En 2020, Asma Mustafa, une enseignante d’anglais palestinienne de Gaza, a remporté le Global Teacher Award après avoir concouru parmi des milliers d’enseignants de 110 pays.

En dépit de sa vie dans l’enclave sous blocus et de son accès limité au monde extérieur, Asma Mustafa s’est montrée ingénieuse pour enseigner l’anglais par des jeux et des voyages imaginaires à travers le monde.

Quatre ans plus tard, alors que la guerre israélienne à Gaza fait des ravages à tous les niveaux de la vie des Palestiniens, Asma Mustafa a été contrainte de se déplacer dans le quartier d’al-Mawasi à Rafah, mais elle reste déterminée.

L’enseignante a déjà dû se déplacer à trois reprises. La première fois, elle avait dû quitter sa maison dans le nord de la bande de Gaza pour se réfugier dans une école dans le sud.

« Après avoir été évacuées dans une école, ma famille et moi-même avons trouvé refuge dans la bibliothèque de l’établissement. Il y avait beaucoup de livres. J’ai d’abord commencé à lire des livres à mes propres enfants et aux enfants de ma famille », raconte Asma Mustafa à Middle East Eye.

« Je regarde les enfants autour de moi et les vois comme des trésors. Ils ne devraient jamais cesser d’apprendre »

- Asma Mustafa, enseignante d’anglais

Il ne lui a pas fallu longtemps pour décider de mettre ses connaissances et son expérience au service des autres enfants qui ont également dû être évacués vers la même école.
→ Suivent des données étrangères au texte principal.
//! # Fault-isolated event fan-out to registered listeners.
//!
//! This module defines the two connectivity event families and their
//! notifiers. Each notifier snapshots a [`ListenerRegistry`](crate::ListenerRegistry)
//! and delivers one event to every member, isolating per-listener failures.
//!
//! ## Architecture
//! ```text
//! notify_x(args)
//!     │
//!     ├─► registry.snapshot()            (lock held only for the copy)
//!     │
//!     ├─ empty ──► debug!("no registered listeners ...")   (dropped, not an error)
//!     │
//!     └─► for listener in snapshot (in order):
//!             listener.on_x(args)  ──► panic → caught, warn!(name, event), continue
//! ```
//!
//! ## Rules
//! - **Sequential, in snapshot order**: delivery order to a single listener
//!   across emits matches call order at the notifier; no internal queueing.
//! - **Isolation**: one listener panicking never prevents delivery to the
//!   rest and never removes it from the registry.
//! - **No lock during delivery**: listeners may call back into the registry
//!   from their own handlers; the effect lands in the next snapshot.
//! - **No retry, no buffering, no reordering.**
//!
//! The per-listener catch boundary exists in exactly one place,
//! [`fan_out`], shared by both event families.

mod data_service;
mod transport;

#[cfg(feature = "logging")]
mod log_listener;

pub use data_service::{DataServiceListener, DataServiceNotifier};
pub use transport::{DataTransportListener, DataTransportNotifier, DeliveryToken};

#[cfg(feature = "logging")]
pub use log_listener::LogListener;

use std::future::Future;
use std::panic::AssertUnwindSafe;
use std::sync::Arc;

use futures::FutureExt;

/// Delivers one event to every member of a snapshot, catching any failure a
/// listener can produce at the call boundary.
///
/// An empty snapshot records the drop and returns; this is expected
/// steady-state, not an error.
pub(crate) async fn fan_out<L, F, Fut>(
    event: &'static str,
    members: Vec<Arc<L>>,
    name_of: impl Fn(&L) -> &'static str,
    deliver: F,
) where
    L: ?Sized,
    F: Fn(Arc<L>) -> Fut,
    Fut: Future<Output = ()>,
{
    if members.is_empty() {
        log::debug!("no registered listeners, dropping {event}");
        return;
    }
    for listener in members {
        let name = name_of(&listener);
        let fut = deliver(Arc::clone(&listener));
        if let Err(panic) = AssertUnwindSafe(fut).catch_unwind().await {
            log::warn!(
                "listener {name} failed during {event}: {}",
                panic_message(&panic)
            );
        }
    }
}

/// Extracts a printable message from a caught panic payload.
fn panic_message(panic: &(dyn std::any::Any + Send)) -> String {
    if let Some(msg) = panic.downcast_ref::<&'static str>() {
        (*msg).to_string()
    } else if let Some(msg) = panic.downcast_ref::<String>() {
        msg.clone()
    } else {
        "unknown panic".to_string()
    }
}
« J’ai informé tous les parents déplacés dans cette école que j’utiliserais une salle de classe tous les jours à 15 heures pour donner cours aux enfants afin de les aider à faire face à la guerre qui les entoure et essayer de leur donner un semblant de vie normale », raconte-t-elle.

« J’utilise des livres de la bibliothèque pour leur lire des histoires, puis nous en discutons ensemble. J’essaie aussi de leur enseigner un peu de vocabulaire anglais, car j’enseigne l’anglais depuis seize ans. »
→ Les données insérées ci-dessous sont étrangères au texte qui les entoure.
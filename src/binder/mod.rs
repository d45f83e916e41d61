//! Dynamic dependency binding: keep a derived session in step with a
//! discovered dependency.
//!
//! The public API is [`DependencyBinder`] plus the [`SessionFactory`] seam
//! it builds and tears down sessions through.

mod binder;

pub use binder::{DependencyBinder, SessionFactory};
Le quartier d’al-Mawasi est situé près de la frontière avec l’Égypte. Pendant la guerre, la région a été déclarée zone de sécurité par Israël, mais elle est désormais menacée par une invasion de l’armée israélienne qui semble imminente.
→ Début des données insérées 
//! # Dependency binder: one discovered dependency, one derived session.
//!
//! [`DependencyBinder`] holds a reference to at most one externally-managed
//! dependency instance and keeps a derived session synchronized with it:
//! every appearance, replacement or removal of the dependency tears the
//! session down and (except on removal) rebuilds it through the
//! [`SessionFactory`].
//!
//! ## State machine
//! ```text
//!                 Appeared(link) / Modified(link)
//!                 ┌──────────────────────────────┐
//!                 ▼                              │
//! Unbound ──► teardown old session ──► build ──► Bound { link, session }
//!    ▲            │                      │
//!    │            │                 build fails ──► Bound { link, session: None }
//!    │            │                                  (next notification retries)
//!    └── Removed: teardown session, clear link
//! ```
//!
//! ## Rules
//! - Exactly one transition is in flight at a time (the binding is behind an
//!   async mutex held across the factory calls).
//! - The session is non-empty only if it was built from exactly the current
//!   link.
//! - Teardown is best-effort cleanup: a teardown failure is logged and never
//!   prevents the rebuild.
//! - Build failures are recoverable: logged, returned to the caller, and the
//!   next Appeared/Modified notification gets another attempt.

use std::sync::{Arc, Mutex as StdMutex};

use async_trait::async_trait;
use tokio::sync::Mutex;
use tokio::task::JoinHandle;
use tokio_util::sync::CancellationToken;

use crate::directory::{DirectoryEvent, ServiceDirectory, ServiceFilter};
use crate::error::{BindError, DirectoryError};

/// Seam between the binder and the derived resource it manages.
///
/// `Link` is the externally-managed dependency the directory hands out;
/// `Session` is the resource derived from it.
#[async_trait]
pub trait SessionFactory: Send + Sync + 'static {
    /// Dependency instance type (typically a trait object).
    type Link: ?Sized + Send + Sync + 'static;
    /// Derived resource type.
    type Session: Send + Sync + 'static;

    /// Builds a fresh session from the given dependency instance.
    async fn build(&self, link: Arc<Self::Link>) -> Result<Self::Session, BindError>;

    /// Releases a session. Best-effort: the binder logs a failure here and
    /// proceeds.
    async fn teardown(&self, session: &Self::Session) -> Result<(), BindError>;
}

struct Binding<F: SessionFactory> {
    link: Option<Arc<F::Link>>,
    session: Option<Arc<F::Session>>,
}

struct WatchGuard {
    cancel: CancellationToken,
    join: JoinHandle<()>,
}

/// Binds to at most one dependency instance and owns the session derived
/// from it.
pub struct DependencyBinder<F: SessionFactory> {
    factory: F,
    binding: Mutex<Binding<F>>,
    watch_guard: StdMutex<Option<WatchGuard>>,
}

impl<F: SessionFactory> DependencyBinder<F> {
    /// Creates an unbound binder.
    pub fn new(factory: F) -> Arc<Self> {
        Arc::new(Self {
            factory,
            binding: Mutex::new(Binding {
                link: None,
                session: None,
            }),
            watch_guard: StdMutex::new(None),
        })
    }

    /// A candidate dependency appeared (or superseded the current one):
    /// tear down the existing session, bind the new instance, build a fresh
    /// session.
    ///
    /// On build failure the new link is retained without a session and the
    /// error is returned; the next notification retries.
    pub async fn on_candidate_appeared(&self, link: Arc<F::Link>) -> Result<(), BindError> {
        let mut binding = self.binding.lock().await;
        self.release_session(&mut binding).await;
        binding.link = Some(Arc::clone(&link));
        match self.factory.build(link).await {
            Ok(session) => {
                binding.session = Some(Arc::new(session));
                Ok(())
            }
            Err(err) => {
                log::error!("session build failed: {err}");
                Err(err)
            }
        }
    }

    /// The bound dependency was replaced in place. Always tears down and
    /// rebuilds — the new instance may carry configuration the old session
    /// captured at construction time.
    pub async fn on_candidate_modified(&self, link: Arc<F::Link>) -> Result<(), BindError> {
        self.on_candidate_appeared(link).await
    }

    /// The bound dependency went away: tear down the session, clear the link.
    pub async fn on_candidate_removed(&self) {
        let mut binding = self.binding.lock().await;
        self.release_session(&mut binding).await;
        binding.link = None;
    }

    /// Returns the current session, if one is bound and built.
    pub async fn current_session(&self) -> Option<Arc<F::Session>> {
        self.binding.lock().await.session.clone()
    }

    /// Returns true if a dependency instance is currently bound (with or
    /// without a built session).
    pub async fn is_bound(&self) -> bool {
        self.binding.lock().await.link.is_some()
    }

    /// Opens a directory watch for dependencies matching `filter` and feeds
    /// its transitions into this binder.
    ///
    /// Calling this again **rebinds**: the previous watch is closed, the
    /// binding is cleared (Unbound transition), and a fresh watch is opened
    /// against the new filter. A rejected filter leaves the binder unbound
    /// but usable; retry with a corrected filter.
    pub async fn watch(
        self: Arc<Self>,
        directory: &ServiceDirectory<F::Link>,
        filter: &ServiceFilter,
    ) -> Result<(), DirectoryError> {
        self.detach().await;
        let mut watch = directory.watch(filter)?;

        let cancel = CancellationToken::new();
        let loop_cancel = cancel.clone();
        let me = Arc::clone(&self);
        let join = tokio::spawn(async move {
            loop {
                tokio::select! {
                    _ = loop_cancel.cancelled() => break,
                    ev = watch.recv() => match ev {
                        Some(DirectoryEvent::Appeared { instance, .. }) => {
                            let _ = me.on_candidate_appeared(instance).await;
                        }
                        Some(DirectoryEvent::Modified { instance, .. }) => {
                            let _ = me.on_candidate_modified(instance).await;
                        }
                        Some(DirectoryEvent::Removed { .. }) => {
                            me.on_candidate_removed().await;
                        }
                        None => break,
                    }
                }
            }
        });

        *self.watch_guard.lock().expect("watch lock poisoned") = Some(WatchGuard { cancel, join });
        Ok(())
    }

    /// Tears the binder down: closes the watch and releases the session.
    ///
    /// The session is owned exclusively by the binder and must be released
    /// here when the owning component deactivates.
    pub async fn shutdown(&self) {
        self.detach().await;
    }

    /// Cancels the current watch loop (if any) and runs the Unbound
    /// transition.
    async fn detach(&self) {
        let guard = self.watch_guard.lock().expect("watch lock poisoned").take();
        if let Some(WatchGuard { cancel, join }) = guard {
            cancel.cancel();
            if join.await.is_err() {
                log::warn!("binder watch loop panicked");
            }
        }
        self.on_candidate_removed().await;
    }

    /// Best-effort teardown of the current session, if any.
    async fn release_session(&self, binding: &mut Binding<F>) {
        if let Some(session) = binding.session.take() {
            if let Err(err) = self.factory.teardown(&session).await {
                log::warn!("session teardown failed: {err}");
            }
        }
    }
}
Des centaines de milliers de personnes ont évacué les parties nord de Gaza vers le quartier d’al-Mawasi, où elles vivent actuellement dans des tentes de fortune.

L’acheminement de l’aide humanitaire reste très limité dans cette zone surpeuplée. Un haut mur couvert de barbelés, facilement repérable, sépare la zone de la Rafah égyptienne.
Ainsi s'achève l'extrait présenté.